(Collected data)

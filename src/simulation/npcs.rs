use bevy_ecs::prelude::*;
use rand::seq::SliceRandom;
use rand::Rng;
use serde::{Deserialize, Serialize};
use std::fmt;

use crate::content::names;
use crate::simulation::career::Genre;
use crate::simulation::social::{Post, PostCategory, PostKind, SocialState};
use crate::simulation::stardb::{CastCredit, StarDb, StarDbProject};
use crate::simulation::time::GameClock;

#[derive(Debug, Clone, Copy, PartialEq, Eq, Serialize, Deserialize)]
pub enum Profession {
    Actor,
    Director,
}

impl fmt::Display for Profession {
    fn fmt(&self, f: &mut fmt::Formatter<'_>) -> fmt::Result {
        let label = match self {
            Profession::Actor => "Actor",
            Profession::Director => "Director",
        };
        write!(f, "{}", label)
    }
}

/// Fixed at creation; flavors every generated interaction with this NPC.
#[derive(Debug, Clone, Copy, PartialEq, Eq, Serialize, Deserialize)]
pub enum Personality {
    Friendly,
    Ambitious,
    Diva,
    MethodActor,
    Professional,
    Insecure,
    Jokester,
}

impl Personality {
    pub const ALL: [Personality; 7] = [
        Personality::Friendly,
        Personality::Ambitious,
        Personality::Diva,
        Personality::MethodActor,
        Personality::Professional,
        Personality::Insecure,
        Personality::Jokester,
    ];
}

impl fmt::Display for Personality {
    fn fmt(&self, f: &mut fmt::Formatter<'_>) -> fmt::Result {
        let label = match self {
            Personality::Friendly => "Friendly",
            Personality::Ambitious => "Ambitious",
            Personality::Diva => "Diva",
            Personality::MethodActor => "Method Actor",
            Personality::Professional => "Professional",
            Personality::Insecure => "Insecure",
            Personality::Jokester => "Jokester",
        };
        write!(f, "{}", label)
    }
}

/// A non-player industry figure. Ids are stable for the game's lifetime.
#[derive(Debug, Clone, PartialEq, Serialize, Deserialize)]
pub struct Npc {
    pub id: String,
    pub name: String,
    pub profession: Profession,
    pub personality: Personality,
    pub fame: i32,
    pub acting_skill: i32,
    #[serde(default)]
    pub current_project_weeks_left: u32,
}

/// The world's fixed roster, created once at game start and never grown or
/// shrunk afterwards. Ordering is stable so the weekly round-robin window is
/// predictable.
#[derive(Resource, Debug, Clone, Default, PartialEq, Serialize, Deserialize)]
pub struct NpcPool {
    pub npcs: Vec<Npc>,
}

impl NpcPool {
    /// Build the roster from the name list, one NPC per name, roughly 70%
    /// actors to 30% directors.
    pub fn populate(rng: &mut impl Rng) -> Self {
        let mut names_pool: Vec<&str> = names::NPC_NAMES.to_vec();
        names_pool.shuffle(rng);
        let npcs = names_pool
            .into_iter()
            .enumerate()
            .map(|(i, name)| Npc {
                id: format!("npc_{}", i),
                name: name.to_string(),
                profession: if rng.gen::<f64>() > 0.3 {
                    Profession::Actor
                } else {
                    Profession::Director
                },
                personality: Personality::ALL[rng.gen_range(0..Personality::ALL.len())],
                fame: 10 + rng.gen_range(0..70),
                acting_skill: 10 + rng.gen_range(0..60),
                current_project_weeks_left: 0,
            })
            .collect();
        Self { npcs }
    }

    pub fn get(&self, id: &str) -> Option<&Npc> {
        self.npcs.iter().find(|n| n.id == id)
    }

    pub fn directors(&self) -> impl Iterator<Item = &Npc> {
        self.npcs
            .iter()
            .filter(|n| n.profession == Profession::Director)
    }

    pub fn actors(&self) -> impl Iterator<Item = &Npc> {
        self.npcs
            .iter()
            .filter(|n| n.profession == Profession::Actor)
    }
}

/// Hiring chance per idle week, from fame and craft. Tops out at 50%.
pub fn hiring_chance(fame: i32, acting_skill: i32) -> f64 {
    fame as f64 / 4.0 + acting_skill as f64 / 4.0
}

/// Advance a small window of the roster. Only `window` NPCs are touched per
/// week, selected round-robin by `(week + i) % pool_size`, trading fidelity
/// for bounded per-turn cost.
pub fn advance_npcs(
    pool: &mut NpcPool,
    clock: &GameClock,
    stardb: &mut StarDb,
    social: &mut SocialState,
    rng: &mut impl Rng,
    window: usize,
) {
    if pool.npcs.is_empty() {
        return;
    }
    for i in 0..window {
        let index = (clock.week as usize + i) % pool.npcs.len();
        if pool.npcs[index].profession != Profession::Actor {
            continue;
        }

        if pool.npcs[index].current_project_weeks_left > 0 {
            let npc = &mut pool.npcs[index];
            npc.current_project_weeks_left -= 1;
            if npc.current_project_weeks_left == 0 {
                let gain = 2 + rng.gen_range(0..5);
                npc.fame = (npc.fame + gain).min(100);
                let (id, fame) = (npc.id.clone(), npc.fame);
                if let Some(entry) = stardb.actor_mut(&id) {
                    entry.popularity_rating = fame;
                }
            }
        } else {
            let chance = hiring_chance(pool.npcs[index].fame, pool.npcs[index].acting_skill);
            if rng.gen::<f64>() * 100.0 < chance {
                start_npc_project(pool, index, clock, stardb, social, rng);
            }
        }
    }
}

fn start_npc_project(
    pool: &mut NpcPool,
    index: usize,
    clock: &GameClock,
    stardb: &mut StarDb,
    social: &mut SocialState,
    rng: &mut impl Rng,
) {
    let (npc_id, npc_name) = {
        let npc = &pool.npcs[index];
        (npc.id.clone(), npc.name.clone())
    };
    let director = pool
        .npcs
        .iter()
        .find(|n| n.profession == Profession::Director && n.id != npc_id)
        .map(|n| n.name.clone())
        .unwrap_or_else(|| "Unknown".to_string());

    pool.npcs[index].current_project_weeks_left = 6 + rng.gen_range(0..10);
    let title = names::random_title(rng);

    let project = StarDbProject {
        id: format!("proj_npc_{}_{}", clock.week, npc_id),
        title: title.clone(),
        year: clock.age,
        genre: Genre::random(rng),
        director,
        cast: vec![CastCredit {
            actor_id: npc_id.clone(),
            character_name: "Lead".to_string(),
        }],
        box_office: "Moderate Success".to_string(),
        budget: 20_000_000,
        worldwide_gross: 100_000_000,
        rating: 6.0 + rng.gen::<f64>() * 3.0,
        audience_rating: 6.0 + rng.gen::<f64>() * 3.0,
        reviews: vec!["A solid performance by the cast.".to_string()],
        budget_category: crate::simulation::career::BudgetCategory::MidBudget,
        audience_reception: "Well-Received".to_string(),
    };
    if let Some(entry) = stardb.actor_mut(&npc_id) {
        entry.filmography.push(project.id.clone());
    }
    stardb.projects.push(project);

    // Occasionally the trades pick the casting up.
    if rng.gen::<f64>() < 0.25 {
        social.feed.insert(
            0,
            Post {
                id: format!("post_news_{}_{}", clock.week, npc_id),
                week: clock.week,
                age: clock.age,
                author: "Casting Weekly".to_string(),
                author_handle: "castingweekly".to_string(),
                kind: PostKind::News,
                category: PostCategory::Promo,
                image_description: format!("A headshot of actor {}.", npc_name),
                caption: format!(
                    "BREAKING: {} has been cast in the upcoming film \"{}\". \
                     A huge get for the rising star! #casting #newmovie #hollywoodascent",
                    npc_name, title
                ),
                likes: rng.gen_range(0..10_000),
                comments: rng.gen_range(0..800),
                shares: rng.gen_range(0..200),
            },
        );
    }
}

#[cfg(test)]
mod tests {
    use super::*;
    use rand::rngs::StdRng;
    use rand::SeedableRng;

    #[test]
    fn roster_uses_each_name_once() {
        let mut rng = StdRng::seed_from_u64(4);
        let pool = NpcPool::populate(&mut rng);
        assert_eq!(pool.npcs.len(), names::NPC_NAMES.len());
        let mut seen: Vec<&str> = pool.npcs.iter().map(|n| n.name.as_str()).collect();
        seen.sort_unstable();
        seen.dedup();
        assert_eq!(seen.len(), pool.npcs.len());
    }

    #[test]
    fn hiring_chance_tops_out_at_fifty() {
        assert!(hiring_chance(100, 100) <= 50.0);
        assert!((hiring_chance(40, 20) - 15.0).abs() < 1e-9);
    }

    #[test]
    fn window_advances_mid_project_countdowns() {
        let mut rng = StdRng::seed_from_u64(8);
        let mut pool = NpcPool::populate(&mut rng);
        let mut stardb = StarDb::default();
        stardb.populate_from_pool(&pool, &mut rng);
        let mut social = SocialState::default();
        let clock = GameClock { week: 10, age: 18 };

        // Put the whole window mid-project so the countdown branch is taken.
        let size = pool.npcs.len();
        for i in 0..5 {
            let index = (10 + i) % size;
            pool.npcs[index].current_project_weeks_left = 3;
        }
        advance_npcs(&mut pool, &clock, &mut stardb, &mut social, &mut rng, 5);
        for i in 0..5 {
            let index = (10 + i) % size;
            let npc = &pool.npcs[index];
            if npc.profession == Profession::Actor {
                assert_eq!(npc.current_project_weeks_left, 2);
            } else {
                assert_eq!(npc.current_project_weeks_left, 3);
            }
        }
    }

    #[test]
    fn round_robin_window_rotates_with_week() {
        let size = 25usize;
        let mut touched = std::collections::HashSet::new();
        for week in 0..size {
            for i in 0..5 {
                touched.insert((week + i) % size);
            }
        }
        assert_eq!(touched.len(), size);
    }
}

▸ **WHAT NEEDS TO BE DONE**: Read the data above and pull out each line that holds the string "CastCredit".

▸ **EXPECTED ANSWER**:
use crate::simulation::stardb::{CastCredit, StarDb, StarDbProject};
        cast: vec![CastCredit {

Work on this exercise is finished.